WORK INSTRUCTIONS. Copy exactly. Begin with the line that contains "assert_relative_eq!(y, 13.0, epsilon" and stop after the last line of the records.

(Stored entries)
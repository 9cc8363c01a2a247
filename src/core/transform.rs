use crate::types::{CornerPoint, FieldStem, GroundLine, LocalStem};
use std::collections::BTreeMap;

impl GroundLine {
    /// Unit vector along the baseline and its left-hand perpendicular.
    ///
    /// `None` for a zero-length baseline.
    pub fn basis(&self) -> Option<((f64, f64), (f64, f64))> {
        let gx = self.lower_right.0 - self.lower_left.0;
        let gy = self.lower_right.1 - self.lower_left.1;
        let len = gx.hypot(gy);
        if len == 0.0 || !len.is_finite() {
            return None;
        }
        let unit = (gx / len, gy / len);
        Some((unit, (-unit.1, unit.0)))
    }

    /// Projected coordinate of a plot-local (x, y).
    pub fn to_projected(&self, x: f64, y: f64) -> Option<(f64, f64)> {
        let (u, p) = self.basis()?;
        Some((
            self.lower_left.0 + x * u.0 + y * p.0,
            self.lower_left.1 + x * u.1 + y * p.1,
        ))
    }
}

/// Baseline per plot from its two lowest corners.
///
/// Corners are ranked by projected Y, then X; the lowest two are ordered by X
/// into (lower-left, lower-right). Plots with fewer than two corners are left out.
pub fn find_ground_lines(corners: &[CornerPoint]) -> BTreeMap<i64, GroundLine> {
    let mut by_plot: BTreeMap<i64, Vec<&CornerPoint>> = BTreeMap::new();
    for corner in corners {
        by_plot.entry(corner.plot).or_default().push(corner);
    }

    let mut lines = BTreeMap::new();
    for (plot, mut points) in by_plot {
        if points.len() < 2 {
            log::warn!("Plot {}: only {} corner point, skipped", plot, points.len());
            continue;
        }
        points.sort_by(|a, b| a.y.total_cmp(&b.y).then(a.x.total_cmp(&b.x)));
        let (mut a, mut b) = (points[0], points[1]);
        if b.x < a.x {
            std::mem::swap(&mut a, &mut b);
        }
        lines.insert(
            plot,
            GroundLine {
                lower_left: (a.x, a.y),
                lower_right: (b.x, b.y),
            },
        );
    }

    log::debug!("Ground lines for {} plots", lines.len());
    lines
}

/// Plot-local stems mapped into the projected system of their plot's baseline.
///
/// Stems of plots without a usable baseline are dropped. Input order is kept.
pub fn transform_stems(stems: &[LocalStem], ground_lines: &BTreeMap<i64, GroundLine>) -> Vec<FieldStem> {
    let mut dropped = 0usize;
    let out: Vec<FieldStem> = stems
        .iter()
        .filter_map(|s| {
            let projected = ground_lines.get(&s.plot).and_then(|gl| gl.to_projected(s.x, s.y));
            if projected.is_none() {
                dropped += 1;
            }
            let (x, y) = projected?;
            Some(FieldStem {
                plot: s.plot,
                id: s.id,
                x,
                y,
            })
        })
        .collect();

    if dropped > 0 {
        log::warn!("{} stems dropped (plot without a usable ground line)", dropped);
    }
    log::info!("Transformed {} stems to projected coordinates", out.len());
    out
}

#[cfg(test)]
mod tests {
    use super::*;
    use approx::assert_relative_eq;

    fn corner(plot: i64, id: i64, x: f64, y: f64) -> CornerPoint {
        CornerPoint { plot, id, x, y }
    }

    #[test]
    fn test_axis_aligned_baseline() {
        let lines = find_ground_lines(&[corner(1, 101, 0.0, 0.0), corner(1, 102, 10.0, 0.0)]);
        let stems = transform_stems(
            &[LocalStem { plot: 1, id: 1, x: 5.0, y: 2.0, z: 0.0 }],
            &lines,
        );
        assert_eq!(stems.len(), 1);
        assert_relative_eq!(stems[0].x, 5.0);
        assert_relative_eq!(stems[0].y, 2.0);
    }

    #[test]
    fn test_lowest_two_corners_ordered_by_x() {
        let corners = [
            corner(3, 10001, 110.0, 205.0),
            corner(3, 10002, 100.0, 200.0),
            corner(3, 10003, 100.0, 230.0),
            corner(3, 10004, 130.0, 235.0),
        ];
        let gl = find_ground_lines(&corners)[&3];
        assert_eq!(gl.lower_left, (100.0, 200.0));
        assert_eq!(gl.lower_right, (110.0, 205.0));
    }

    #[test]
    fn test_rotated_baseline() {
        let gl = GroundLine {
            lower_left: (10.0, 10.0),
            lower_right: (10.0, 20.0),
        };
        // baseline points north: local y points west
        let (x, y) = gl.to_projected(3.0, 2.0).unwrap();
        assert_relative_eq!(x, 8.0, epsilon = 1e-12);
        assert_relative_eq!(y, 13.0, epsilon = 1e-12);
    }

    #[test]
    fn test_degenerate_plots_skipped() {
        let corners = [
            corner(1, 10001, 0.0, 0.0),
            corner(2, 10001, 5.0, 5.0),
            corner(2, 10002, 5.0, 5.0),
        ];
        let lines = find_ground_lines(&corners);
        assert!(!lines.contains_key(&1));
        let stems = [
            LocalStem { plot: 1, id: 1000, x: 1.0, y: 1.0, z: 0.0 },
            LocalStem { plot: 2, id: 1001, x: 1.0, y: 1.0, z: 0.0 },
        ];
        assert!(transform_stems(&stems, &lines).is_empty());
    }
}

EXERCISE OUTPUT.
        assert_relative_eq!(y, 13.0, epsilon = 1e-12);
    }

    #[test]
    fn test_degenerate_plots_skipped() {
        let corners = [
            corner(1, 10001, 0.0, 0.0),
            corner(2, 10001, 5.0, 5.0),
            corner(2, 10002, 5.0, 5.0),
        ];
        let lines = find_ground_lines(&corners);
        assert!(!lines.contains_key(&1));
        let stems = [
            LocalStem { plot: 1, id: 1000, x: 1.0, y: 1.0, z: 0.0 },
            LocalStem { plot: 2, id: 1001, x: 1.0, y: 1.0, z: 0.0 },
        ];
        assert!(transform_stems(&stems, &lines).is_empty());
    }
}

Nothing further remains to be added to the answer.